When Apple first released its HealthKit app it tracked blood pressure, daily steps, calories, respiratory rate, and even blood alcohol level. But it left out women’s menstrual cycles. Apple updated it a year later. 

A Stanford History of Science Professor, Londa Schiebinger, discovered Google Translate has a male default after she was repeatedly referred to as ‘he’ in translations of her Spanish interviews. A bitter irony when she had spent the last three decades exploring the intersection of gender and science. An expert in natural language from Google told her “We can fix that!”. This was Schiebinger’s reply: 

“Fixing it is great, but constantly retrofitting for women is not the best road forward. To avoid such problems in the future, it is crucial that computer scientists design with an awareness of gender from the very beginning.”

And how do we increase this awareness? By increasing career development opportunities for women to progress their careers into more senior roles within the technology industry.

And how do we increase these career opportunities? Well, we put this question to Paddle, one of our Endorsed Employers within the digital, IT, and online services space. Here are the six ways they are helping develop women’s careers in tech. 

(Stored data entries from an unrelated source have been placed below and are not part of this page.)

//! Collision-free destination names.
//!
//! When a category folder already holds a file with the desired name, the
//! incoming file gets a numeric suffix before its extension: `report.pdf`
//! becomes `report_1.pdf`, then `report_2.pdf`, and so on.
//!
//! The existence check and the subsequent move are not atomic. Callers must
//! serialize resolution and move against the same directory.
use crate::file_category::split_extension;
use std::path::{Path, PathBuf};

/// Returns a path inside `destination_dir` that does not exist at call time.
///
/// # Examples
///
/// ```
/// use filesorter::conflict::resolve_destination;
/// use std::fs;
///
/// let dir = tempfile::tempdir().unwrap();
/// assert_eq!(resolve_destination(dir.path(), "report.pdf"), dir.path().join("report.pdf"));
///
/// fs::write(dir.path().join("report.pdf"), "v1").unwrap();
/// assert_eq!(resolve_destination(dir.path(), "report.pdf"), dir.path().join("report_1.pdf"));
/// ```
pub fn resolve_destination(destination_dir: &Path, desired_file_name: &str) -> PathBuf {
    let candidate = destination_dir.join(desired_file_name);
    if !occupied(&candidate) {
        return candidate;
    }

    let (stem, extension) = split_extension(desired_file_name);
    let extension = extension.unwrap_or("");

    let mut counter: u64 = 1;
    loop {
        let candidate = destination_dir.join(format!("{}_{}{}", stem, counter, extension));
        if !occupied(&candidate) {
            return candidate;
        }
        counter += 1;
    }
}

/// Treats dangling symlinks as occupied so they are never clobbered.
fn occupied(path: &Path) -> bool {
    path.symlink_metadata().is_ok()
}

#[cfg(test)]
mod tests {
    use super::*;
    use std::fs;
    use tempfile::TempDir;

    #[test]
    fn test_free_name_is_returned_unchanged() {
        let temp_dir = TempDir::new().expect("Failed to create temp directory");
        let resolved = resolve_destination(temp_dir.path(), "report.pdf");
        assert_eq!(resolved, temp_dir.path().join("report.pdf"));
    }

    #[test]
    fn test_counter_increments_until_free() {
        let temp_dir = TempDir::new().expect("Failed to create temp directory");
        let dir = temp_dir.path();

        fs::write(dir.join("report.pdf"), "a").expect("Failed to write file");
        assert_eq!(resolve_destination(dir, "report.pdf"), dir.join("report_1.pdf"));

        fs::write(dir.join("report_1.pdf"), "b").expect("Failed to write file");
        assert_eq!(resolve_destination(dir, "report.pdf"), dir.join("report_2.pdf"));
    }

    #[test]
    fn test_gap_in_sequence_is_reused() {
        let temp_dir = TempDir::new().expect("Failed to create temp directory");
        let dir = temp_dir.path();

        fs::write(dir.join("photo.jpg"), "a").expect("Failed to write file");
        fs::write(dir.join("photo_2.jpg"), "c").expect("Failed to write file");

        assert_eq!(resolve_destination(dir, "photo.jpg"), dir.join("photo_1.jpg"));
    }

    #[test]
    fn test_name_without_extension() {
        let temp_dir = TempDir::new().expect("Failed to create temp directory");
        let dir = temp_dir.path();

        fs::write(dir.join("README"), "a").expect("Failed to write file");
        assert_eq!(resolve_destination(dir, "README"), dir.join("README_1"));

        fs::write(dir.join(".env"), "a").expect("Failed to write file");
        assert_eq!(resolve_destination(dir, ".env"), dir.join(".env_1"));
    }

    #[test]
    fn test_suffix_goes_before_final_extension_only() {
        let temp_dir = TempDir::new().expect("Failed to create temp directory");
        let dir = temp_dir.path();

        fs::write(dir.join("archive.tar.gz"), "a").expect("Failed to write file");
        assert_eq!(
            resolve_destination(dir, "archive.tar.gz"),
            dir.join("archive.tar_1.gz")
        );
    }

    #[test]
    fn test_directory_with_same_name_counts_as_taken() {
        let temp_dir = TempDir::new().expect("Failed to create temp directory");
        let dir = temp_dir.path();

        fs::create_dir(dir.join("notes.txt")).expect("Failed to create directory");
        assert_eq!(resolve_destination(dir, "notes.txt"), dir.join("notes_1.txt"));
    }
}
use clap::Parser;
use filesorter::cli::{Cli, run_cli_with_config};
use filesorter::logging;
use filesorter::output::OutputFormatter;
use tracing::error;

fn main() {
    let cli = Cli::parse();

    logging::init(cli.verbose);

    let (command, dir, config) = cli.invocation();
    if let Err(e) = run_cli_with_config(command, dir, config) {
        error!("{}", e);
        OutputFormatter::error(&e);
        std::process::exit(1);
    }
}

1. Fostering young women to pursue tech

To get more women into digital careers means inspiring them while they’re young, giving them the skills they need to compete in a digital economy and then supporting them as they first begin their careers. Yet many girls turn away from technology studies at an early age for several reasons, including exposure to stereotypes and lack of role models.  

Dissuading these stereotypes is not just the responsibility of the education system, companies within the industry are also responsible for reaching out and offering examples and role models. 

Paddle has partnered with companies that offer programs, bootcamps and training that aim to close the gender gap in tech and commercial sectors. Some of these are: Makers Academy, Deloitte Multiverse Data leadership and Project Management programs, Venatrix, and SheCanCode.

Paddle also recognizes the importance of having women on their executive committee and senior leadership team to act as role models and inspire future generations.  

2. Inclusive hiring practices

When it comes to recruitment, having the right tools to help reduce unconscious bias across the hiring process is massively important at Paddle. They use job description analysis tools to help eliminate biased language that might deter women from applying to their roles, and also helps focus on the key skills and attributes that each candidate has to offer. 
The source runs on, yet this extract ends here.